**WHAT IS EXPECTED**. Work out how many lines of the listing below include the string "HashSet", and give that number alone.

**RECORDS PROVIDED**.
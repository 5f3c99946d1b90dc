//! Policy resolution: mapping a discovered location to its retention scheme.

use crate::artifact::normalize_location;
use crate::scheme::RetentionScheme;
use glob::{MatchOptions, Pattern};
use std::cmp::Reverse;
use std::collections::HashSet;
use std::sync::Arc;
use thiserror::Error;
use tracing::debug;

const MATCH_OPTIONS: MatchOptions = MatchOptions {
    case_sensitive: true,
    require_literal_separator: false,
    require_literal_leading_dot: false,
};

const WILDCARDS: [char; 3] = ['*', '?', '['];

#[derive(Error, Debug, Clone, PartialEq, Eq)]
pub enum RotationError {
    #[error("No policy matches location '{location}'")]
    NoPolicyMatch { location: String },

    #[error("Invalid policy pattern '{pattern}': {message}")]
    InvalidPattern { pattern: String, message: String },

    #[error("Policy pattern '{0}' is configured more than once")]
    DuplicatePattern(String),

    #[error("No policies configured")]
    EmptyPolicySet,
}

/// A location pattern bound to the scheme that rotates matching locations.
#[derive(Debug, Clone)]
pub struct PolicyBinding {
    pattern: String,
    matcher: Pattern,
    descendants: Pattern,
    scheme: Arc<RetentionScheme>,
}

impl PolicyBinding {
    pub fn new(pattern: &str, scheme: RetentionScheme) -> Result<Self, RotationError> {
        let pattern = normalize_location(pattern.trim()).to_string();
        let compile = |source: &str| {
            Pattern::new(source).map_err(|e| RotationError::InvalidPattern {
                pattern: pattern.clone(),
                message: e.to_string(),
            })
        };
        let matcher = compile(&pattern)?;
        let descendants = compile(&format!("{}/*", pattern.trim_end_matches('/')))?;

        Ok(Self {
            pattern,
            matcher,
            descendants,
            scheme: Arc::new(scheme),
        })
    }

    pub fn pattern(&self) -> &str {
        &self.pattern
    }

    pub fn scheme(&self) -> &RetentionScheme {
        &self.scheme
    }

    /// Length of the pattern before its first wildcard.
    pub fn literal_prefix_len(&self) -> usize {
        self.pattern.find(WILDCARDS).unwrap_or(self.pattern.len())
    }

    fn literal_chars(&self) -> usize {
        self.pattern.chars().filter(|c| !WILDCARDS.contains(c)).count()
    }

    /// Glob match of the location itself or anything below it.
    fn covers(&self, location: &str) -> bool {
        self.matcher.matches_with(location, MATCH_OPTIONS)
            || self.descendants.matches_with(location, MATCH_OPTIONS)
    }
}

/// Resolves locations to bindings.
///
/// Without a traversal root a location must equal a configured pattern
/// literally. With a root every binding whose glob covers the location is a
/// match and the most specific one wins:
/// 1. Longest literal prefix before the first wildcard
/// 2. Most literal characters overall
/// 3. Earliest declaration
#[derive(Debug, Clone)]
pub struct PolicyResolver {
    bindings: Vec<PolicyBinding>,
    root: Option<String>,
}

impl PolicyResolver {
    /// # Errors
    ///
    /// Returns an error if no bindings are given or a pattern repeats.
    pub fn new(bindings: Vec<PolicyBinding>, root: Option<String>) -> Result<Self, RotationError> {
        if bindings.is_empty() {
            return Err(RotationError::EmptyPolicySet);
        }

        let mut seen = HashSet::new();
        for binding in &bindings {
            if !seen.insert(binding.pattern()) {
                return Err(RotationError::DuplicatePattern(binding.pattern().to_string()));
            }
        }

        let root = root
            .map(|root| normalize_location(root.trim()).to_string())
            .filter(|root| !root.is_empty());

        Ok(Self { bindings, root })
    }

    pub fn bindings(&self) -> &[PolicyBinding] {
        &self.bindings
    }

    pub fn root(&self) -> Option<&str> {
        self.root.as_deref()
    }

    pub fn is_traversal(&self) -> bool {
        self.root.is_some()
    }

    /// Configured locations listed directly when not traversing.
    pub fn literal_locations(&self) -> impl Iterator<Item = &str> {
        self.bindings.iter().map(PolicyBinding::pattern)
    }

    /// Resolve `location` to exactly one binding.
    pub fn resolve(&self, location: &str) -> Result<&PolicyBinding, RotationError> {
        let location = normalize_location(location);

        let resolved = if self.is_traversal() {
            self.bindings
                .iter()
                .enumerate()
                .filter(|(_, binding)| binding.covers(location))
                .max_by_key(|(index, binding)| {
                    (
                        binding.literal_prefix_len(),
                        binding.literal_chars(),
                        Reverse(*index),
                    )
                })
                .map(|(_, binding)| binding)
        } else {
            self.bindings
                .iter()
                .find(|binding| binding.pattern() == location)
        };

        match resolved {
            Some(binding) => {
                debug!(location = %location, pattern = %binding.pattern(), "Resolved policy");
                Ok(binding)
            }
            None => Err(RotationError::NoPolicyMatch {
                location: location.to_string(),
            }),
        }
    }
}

---

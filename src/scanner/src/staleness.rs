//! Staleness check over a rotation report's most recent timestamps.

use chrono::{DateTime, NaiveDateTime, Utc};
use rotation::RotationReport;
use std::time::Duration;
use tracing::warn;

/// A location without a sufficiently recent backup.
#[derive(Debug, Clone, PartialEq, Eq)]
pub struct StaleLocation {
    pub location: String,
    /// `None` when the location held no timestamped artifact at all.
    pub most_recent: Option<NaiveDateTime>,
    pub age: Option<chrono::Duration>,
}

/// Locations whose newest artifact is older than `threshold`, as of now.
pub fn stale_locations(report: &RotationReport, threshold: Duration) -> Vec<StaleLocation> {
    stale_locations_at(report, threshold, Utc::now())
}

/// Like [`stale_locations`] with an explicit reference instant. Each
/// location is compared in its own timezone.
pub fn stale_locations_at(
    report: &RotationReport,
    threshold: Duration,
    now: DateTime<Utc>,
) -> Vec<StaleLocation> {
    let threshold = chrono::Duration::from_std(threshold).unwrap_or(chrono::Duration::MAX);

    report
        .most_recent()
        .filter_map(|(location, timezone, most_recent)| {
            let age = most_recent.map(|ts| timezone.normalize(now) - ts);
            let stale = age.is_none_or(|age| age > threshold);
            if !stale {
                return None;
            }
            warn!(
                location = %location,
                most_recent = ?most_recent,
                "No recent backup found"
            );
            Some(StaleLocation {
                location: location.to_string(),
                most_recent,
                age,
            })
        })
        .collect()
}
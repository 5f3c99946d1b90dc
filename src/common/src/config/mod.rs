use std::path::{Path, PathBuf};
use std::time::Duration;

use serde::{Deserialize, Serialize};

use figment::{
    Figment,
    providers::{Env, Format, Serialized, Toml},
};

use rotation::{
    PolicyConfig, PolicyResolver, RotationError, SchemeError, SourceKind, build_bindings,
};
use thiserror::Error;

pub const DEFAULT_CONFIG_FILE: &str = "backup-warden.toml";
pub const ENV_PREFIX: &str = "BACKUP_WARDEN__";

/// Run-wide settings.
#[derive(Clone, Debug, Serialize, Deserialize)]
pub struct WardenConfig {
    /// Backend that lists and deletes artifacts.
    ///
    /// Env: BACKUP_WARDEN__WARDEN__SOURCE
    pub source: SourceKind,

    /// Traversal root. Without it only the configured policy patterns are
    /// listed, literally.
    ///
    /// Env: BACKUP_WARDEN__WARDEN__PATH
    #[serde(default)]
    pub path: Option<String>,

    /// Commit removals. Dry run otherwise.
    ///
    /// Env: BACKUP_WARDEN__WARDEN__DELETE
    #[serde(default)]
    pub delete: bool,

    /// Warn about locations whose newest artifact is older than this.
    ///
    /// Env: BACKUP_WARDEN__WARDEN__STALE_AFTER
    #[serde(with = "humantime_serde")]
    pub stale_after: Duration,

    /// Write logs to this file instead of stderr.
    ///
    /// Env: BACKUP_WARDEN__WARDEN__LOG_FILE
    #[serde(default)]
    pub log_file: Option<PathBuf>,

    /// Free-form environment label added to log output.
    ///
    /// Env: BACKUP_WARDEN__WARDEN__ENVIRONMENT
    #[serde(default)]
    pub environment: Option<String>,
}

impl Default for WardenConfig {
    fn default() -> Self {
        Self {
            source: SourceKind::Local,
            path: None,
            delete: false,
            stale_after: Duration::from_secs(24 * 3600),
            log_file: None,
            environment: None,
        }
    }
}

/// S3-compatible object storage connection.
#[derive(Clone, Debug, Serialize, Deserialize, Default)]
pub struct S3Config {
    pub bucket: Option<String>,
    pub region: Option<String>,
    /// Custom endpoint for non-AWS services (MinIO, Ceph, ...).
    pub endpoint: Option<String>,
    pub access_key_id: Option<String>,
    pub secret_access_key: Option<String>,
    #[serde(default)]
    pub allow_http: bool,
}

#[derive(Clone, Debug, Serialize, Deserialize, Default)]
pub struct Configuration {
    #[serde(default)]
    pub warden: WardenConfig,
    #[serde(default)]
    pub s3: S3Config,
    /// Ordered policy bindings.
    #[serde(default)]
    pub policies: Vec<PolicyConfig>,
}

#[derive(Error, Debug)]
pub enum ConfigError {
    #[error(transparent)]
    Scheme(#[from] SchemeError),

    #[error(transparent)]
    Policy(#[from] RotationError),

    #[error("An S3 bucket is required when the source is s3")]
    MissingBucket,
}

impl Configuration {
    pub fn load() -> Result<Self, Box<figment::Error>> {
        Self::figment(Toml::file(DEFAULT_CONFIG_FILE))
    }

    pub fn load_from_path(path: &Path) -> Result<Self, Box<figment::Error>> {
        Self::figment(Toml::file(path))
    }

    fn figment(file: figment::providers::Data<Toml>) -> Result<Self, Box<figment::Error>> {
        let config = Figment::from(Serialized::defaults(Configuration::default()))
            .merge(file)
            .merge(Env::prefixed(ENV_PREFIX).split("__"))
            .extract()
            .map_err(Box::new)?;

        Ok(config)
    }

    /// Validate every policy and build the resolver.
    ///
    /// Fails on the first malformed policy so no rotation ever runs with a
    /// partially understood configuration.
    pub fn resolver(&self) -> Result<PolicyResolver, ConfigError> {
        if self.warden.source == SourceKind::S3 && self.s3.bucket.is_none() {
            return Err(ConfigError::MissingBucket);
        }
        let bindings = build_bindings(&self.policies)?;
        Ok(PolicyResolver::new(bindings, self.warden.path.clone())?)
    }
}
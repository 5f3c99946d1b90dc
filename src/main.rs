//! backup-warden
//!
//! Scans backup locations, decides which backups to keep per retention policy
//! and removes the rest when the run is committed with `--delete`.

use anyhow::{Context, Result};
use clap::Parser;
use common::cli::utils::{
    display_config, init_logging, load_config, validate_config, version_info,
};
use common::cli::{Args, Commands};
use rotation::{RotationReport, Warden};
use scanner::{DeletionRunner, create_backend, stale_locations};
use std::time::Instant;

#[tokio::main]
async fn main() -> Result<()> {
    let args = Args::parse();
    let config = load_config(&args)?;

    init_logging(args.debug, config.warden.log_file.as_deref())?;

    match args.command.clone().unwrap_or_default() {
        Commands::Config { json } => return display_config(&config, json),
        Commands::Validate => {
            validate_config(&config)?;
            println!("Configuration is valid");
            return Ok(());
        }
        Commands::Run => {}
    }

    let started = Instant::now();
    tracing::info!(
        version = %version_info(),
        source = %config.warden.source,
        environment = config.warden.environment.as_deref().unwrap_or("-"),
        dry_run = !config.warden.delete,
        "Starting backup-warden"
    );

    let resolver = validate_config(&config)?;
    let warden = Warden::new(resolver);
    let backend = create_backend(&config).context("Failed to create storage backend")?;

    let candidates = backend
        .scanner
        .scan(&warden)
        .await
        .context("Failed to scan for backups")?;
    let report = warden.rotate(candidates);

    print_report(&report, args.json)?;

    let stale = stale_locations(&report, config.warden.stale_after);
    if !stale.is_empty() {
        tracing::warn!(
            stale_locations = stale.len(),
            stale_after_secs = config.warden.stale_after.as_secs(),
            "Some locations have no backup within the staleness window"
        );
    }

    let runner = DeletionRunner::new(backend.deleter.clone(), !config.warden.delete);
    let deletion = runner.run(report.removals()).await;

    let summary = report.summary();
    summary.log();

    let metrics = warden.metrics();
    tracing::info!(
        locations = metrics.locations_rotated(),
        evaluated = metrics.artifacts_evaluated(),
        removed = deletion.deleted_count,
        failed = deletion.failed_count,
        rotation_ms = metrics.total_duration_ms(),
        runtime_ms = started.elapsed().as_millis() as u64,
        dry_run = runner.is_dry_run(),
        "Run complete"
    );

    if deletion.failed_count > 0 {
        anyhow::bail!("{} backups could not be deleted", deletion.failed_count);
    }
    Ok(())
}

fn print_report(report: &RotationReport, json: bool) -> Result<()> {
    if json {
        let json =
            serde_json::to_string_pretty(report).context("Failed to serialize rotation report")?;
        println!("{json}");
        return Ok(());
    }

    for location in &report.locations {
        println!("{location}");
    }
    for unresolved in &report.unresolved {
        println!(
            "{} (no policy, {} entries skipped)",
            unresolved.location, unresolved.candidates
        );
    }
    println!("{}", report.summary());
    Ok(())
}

...

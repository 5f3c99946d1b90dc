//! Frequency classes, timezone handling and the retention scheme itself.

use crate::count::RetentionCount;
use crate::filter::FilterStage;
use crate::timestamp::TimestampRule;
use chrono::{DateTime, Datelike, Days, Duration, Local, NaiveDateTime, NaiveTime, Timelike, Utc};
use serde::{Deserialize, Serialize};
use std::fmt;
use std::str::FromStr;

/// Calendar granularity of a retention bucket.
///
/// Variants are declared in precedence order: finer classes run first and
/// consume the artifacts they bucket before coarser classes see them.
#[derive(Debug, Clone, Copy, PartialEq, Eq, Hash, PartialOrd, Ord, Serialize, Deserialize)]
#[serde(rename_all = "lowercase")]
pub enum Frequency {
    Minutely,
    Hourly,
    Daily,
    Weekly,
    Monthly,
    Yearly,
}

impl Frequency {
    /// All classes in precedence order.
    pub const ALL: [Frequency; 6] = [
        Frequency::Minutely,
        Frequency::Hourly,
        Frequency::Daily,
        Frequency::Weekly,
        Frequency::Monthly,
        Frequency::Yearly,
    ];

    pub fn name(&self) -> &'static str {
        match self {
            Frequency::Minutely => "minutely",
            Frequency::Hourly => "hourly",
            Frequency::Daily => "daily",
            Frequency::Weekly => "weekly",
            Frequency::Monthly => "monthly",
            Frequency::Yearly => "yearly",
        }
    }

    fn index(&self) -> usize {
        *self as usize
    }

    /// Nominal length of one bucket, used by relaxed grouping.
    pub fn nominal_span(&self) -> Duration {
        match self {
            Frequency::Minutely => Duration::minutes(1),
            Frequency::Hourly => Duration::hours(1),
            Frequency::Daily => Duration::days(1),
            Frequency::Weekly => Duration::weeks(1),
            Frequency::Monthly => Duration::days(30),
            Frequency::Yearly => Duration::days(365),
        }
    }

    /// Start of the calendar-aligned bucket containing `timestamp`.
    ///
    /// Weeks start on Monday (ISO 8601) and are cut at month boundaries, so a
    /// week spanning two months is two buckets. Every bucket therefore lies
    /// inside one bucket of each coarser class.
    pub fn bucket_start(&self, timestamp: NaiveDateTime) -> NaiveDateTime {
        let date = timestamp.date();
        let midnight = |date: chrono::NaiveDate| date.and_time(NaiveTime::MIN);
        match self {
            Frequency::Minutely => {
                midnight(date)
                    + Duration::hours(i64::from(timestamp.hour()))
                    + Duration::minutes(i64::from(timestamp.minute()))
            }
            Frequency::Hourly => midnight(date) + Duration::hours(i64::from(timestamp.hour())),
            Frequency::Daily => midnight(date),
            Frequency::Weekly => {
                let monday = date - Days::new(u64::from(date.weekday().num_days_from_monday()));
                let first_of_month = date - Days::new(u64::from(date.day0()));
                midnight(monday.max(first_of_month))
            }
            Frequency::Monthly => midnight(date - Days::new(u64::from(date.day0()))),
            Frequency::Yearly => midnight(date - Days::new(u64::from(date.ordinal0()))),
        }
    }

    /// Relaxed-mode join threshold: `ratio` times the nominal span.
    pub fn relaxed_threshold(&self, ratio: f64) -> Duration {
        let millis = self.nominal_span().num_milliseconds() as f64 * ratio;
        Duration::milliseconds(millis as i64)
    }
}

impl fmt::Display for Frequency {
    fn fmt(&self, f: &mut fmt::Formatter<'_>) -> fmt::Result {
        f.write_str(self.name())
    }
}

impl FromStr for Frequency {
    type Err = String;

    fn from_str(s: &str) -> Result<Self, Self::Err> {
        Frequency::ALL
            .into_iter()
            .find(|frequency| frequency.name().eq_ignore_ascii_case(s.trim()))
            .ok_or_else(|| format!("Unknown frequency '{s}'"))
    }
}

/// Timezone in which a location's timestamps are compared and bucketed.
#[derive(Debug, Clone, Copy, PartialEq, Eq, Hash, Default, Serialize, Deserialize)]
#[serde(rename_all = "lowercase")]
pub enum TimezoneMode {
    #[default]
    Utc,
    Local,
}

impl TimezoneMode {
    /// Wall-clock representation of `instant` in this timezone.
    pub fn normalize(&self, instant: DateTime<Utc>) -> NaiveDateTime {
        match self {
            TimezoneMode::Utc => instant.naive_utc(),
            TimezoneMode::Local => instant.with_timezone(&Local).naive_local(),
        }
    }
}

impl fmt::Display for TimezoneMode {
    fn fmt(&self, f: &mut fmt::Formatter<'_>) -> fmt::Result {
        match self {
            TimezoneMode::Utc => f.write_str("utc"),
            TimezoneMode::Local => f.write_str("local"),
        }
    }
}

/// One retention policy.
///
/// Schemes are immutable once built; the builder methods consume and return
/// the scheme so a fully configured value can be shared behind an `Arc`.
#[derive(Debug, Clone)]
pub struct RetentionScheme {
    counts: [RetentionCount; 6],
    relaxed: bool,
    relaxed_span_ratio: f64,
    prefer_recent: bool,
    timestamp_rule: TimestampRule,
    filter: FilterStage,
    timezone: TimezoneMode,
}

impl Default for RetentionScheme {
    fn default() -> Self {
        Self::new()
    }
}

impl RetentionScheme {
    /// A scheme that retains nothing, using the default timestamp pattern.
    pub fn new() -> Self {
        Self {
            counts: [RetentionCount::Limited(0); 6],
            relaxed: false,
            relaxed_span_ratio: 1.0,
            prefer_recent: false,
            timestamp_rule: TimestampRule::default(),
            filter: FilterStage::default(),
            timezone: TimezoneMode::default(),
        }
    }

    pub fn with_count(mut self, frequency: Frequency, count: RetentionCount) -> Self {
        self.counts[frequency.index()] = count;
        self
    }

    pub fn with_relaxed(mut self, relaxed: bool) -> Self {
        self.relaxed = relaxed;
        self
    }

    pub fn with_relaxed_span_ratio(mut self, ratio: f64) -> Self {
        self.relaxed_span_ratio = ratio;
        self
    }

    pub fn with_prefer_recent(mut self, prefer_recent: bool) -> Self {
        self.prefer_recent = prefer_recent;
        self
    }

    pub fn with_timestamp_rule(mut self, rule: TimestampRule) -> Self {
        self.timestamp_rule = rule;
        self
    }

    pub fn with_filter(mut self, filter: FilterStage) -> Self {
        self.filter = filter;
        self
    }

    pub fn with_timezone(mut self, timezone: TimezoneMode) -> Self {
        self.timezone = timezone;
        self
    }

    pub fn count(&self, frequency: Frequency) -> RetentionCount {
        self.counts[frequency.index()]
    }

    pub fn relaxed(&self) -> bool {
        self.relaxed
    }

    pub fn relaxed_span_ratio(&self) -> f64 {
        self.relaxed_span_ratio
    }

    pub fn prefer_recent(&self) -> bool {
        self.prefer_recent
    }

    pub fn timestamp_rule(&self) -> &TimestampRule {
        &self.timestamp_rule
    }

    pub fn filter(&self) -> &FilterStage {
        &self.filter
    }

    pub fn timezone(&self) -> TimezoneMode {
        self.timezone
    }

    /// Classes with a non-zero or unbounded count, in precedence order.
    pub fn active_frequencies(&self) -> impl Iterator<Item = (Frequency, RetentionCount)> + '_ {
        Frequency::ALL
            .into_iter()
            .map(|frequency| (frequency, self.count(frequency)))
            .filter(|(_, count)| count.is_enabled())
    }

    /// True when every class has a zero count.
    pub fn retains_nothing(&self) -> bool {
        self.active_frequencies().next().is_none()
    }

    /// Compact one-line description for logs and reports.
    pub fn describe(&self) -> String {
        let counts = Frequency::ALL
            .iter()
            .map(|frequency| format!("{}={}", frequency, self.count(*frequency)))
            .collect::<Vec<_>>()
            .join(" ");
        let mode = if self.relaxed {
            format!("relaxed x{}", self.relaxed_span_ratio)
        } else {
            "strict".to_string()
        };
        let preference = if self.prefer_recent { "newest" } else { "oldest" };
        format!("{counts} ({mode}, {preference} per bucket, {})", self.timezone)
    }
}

**EXPECTED OUTPUT**. 2